1. Bezirk, Universitätsring
Im Jahr 1365 wurde die Wiener Universität gegründet, die somit als erste Hochschule im deutschsprachigen Raum gilt. In den Anfangsjahren gab es kein eigenes Universitätsgebäude, weshalb der Unterricht an verschiedenen Orten stattfand – teils privat, teils in Kirchen. Erst um 1384 bezog man Räumlichkeiten an der Dominikanerbastei. In den folgenden zwei Jahrhunderten verlor die Universität jedoch zunehmend an Bedeutung. Politische Umstände, wiederkehrende Pestepidemien und bürgerliche Konflikte führten zu einem signifikanten Niedergang.

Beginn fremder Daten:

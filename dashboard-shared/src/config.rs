//! Endpoint and rendering configuration for the dashboard.
//!
//! Endpoints are supplied from outside (page attributes in the browser, or
//! any serde source natively) instead of being baked into the code. Relative
//! endpoints resolve against the page origin.

use serde::{Deserialize, Serialize};

use crate::DashboardError;

/// Default same-origin path for the metrics channel.
pub const DEFAULT_METRICS_PATH: &str = "/ws/metrics";

/// Default same-origin path for the camera channel.
pub const DEFAULT_CAMERA_PATH: &str = "/ws/camera";

/// Text shown in a slot that has no value.
#[derive(Debug, Clone, Copy, PartialEq, Eq, Default, Serialize, Deserialize)]
#[serde(rename_all = "lowercase")]
pub enum Placeholder {
    /// `---`
    #[default]
    Dashes,
    /// `N/A`
    NotAvailable,
}

impl Placeholder {
    pub fn as_str(&self) -> &'static str {
        match self {
            Placeholder::Dashes => "---",
            Placeholder::NotAvailable => "N/A",
        }
    }

    /// Parse the short form used in page attributes (`---`, `dashes`, `N/A`, `na`).
    pub fn from_attr(value: &str) -> Option<Self> {
        match value.trim().to_ascii_lowercase().as_str() {
            "---" | "dashes" => Some(Placeholder::Dashes),
            "n/a" | "na" | "notavailable" => Some(Placeholder::NotAvailable),
            _ => None,
        }
    }
}

/// Dashboard configuration.
#[derive(Debug, Clone, PartialEq, Serialize, Deserialize)]
#[serde(default)]
pub struct DashboardConfig {
    /// Metrics channel endpoint (absolute `ws(s)://`, `http(s)://`, or a same-origin path)
    pub metrics_url: String,
    /// Camera channel endpoint
    pub camera_url: String,
    /// Placeholder rendering for absent values
    pub placeholder: Placeholder,
}

impl Default for DashboardConfig {
    fn default() -> Self {
        Self {
            metrics_url: DEFAULT_METRICS_PATH.to_string(),
            camera_url: DEFAULT_CAMERA_PATH.to_string(),
            placeholder: Placeholder::default(),
        }
    }
}

/// Origin of the page hosting the dashboard.
#[derive(Debug, Clone, PartialEq, Eq)]
pub struct PageOrigin {
    /// Page protocol including the colon, e.g. `https:`
    pub protocol: String,
    /// Host with optional port, e.g. `localhost:8080`
    pub host: String,
}

impl PageOrigin {
    pub fn new(protocol: &str, host: &str) -> Self {
        Self {
            protocol: protocol.to_string(),
            host: host.to_string(),
        }
    }

    fn ws_scheme(&self) -> &'static str {
        if self.protocol == "https:" {
            "wss:"
        } else {
            "ws:"
        }
    }
}

/// Turn a configured endpoint into a WebSocket URL.
///
/// `ws://`/`wss://` pass through, `http://`/`https://` are mapped to their
/// socket schemes, and paths starting with `/` resolve against `origin`.
pub fn resolve_ws_url(endpoint: &str, origin: &PageOrigin) -> Result<String, DashboardError> {
    let endpoint = endpoint.trim();

    if endpoint.starts_with("ws://") || endpoint.starts_with("wss://") {
        return Ok(endpoint.to_string());
    }
    if let Some(rest) = endpoint.strip_prefix("https://") {
        return Ok(format!("wss://{rest}"));
    }
    if let Some(rest) = endpoint.strip_prefix("http://") {
        return Ok(format!("ws://{rest}"));
    }
    if endpoint.starts_with('/') {
        if origin.host.is_empty() {
            return Err(DashboardError::InvalidUrl(format!(
                "{endpoint} (no page host to resolve against)"
            )));
        }
        return Ok(format!("{}//{}{endpoint}", origin.ws_scheme(), origin.host));
    }

    Err(DashboardError::InvalidUrl(endpoint.to_string()))
}

#[cfg(test)]
mod tests {
    use super::*;

    fn origin(protocol: &str) -> PageOrigin {
        PageOrigin::new(protocol, "car.local:8080")
    }

    #[test]
    fn test_absolute_ws_urls_pass_through() {
        assert_eq!(
            resolve_ws_url("ws://10.0.0.5:8080", &origin("http:")).unwrap(),
            "ws://10.0.0.5:8080"
        );
        assert_eq!(
            resolve_ws_url("wss://tunnel.example", &origin("http:")).unwrap(),
            "wss://tunnel.example"
        );
    }

    #[test]
    fn test_http_schemes_are_mapped() {
        assert_eq!(
            resolve_ws_url("https://tunnel.example/feed", &origin("http:")).unwrap(),
            "wss://tunnel.example/feed"
        );
        assert_eq!(
            resolve_ws_url("http://10.0.0.5/feed", &origin("https:")).unwrap(),
            "ws://10.0.0.5/feed"
        );
    }

    #[test]
    fn test_relative_paths_follow_page_protocol() {
        assert_eq!(
            resolve_ws_url("/ws/metrics", &origin("http:")).unwrap(),
            "ws://car.local:8080/ws/metrics"
        );
        assert_eq!(
            resolve_ws_url("/ws/camera", &origin("https:")).unwrap(),
            "wss://car.local:8080/ws/camera"
        );
    }

    #[test]
    fn test_unresolvable_endpoints_are_rejected() {
        assert!(matches!(
            resolve_ws_url("ftp://nope", &origin("http:")),
            Err(DashboardError::InvalidUrl(_))
        ));
        assert!(resolve_ws_url("/ws/metrics", &PageOrigin::new("http:", "")).is_err());
    }

    #[test]
    fn test_placeholder_attr_parsing() {
        assert_eq!(Placeholder::from_attr("N/A"), Some(Placeholder::NotAvailable));
        assert_eq!(Placeholder::from_attr("---"), Some(Placeholder::Dashes));
        assert_eq!(Placeholder::from_attr("dots"), None);
        assert_eq!(Placeholder::default().as_str(), "---");
    }

    #[test]
    fn test_config_deserializes_with_defaults() {
        let config: DashboardConfig =
            serde_json::from_str(r#"{"metrics_url": "ws://jetson:8080"}"#).unwrap();
        assert_eq!(config.metrics_url, "ws://jetson:8080");
        assert_eq!(config.camera_url, DEFAULT_CAMERA_PATH);
        assert_eq!(config.placeholder, Placeholder::Dashes);
    }
}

Erst mit der Ankunft der Jesuiten in Wien im Jahr 1623 erwachte die Wiener Universität aus ihrem Dornröschenschlaf. Trotz der Reform von 1760, welche den Jesuiten die Lehrtätigkeit untersagte, konnte der Universitätsbetrieb aufrechterhalten werden. Im Zuge der Entstehung der Ringstrasse beauftragte Franz Joseph I. die Architekten Eduard van der Nüll und August Sicard von Sicardsburg mit der Planung eines neuen Universitätskomplexes auf dem Gelände hinter der Votivkirche. Doch das Vorhaben wurde nicht verwirklicht, da Heinrich Ferstel, Architekt der Votivkirche, mit dem Entwurf nicht einverstanden war.
Ferstel erarbeitete gemeinsam mit einem Komitee einen neuen Plan. Die Aufgabe stellte ihn vor eine grosse Herausforderung, da erstmals ein Bauwerk entstehen sollte, das eine Vielzahl an Funktionen vereinen musste. Neben vier zentralen Fakultäten sollten auch Ämter, Hörsäle, Festräume und Wohnungen integriert werden. Mit grossem Geschick löste Ferstel diese Aufgabe, nachdem er sich durch das Studium italienischer Universitäten in Rom, Genua, Padua und Bologna umfassendes Fachwissen angeeignet hatte. Stilistisch liess er sich von der Renaissance und dem Barock inspirieren. Für den weitläufigen Arkadenhof diente ihm der Palazzo Farnese in Rom als Vorbild.
Der 1877 begonnene Bau wurde am 11. Oktober 1884 im Beisein von Kaiser Franz Joseph I. feierlich eröffnet – allerdings mit Verzögerung. Die Universität hatte bereits ein Jahr zuvor ihren Betrieb aufgenommen. Heinrich Ferstel erlebte die Eröffnung nicht mehr, da er kurz vor Vollendung des Projekts verstorben war. Der Komplex erstreckt sich über eine Fläche von rund 21’400 Quadratmetern.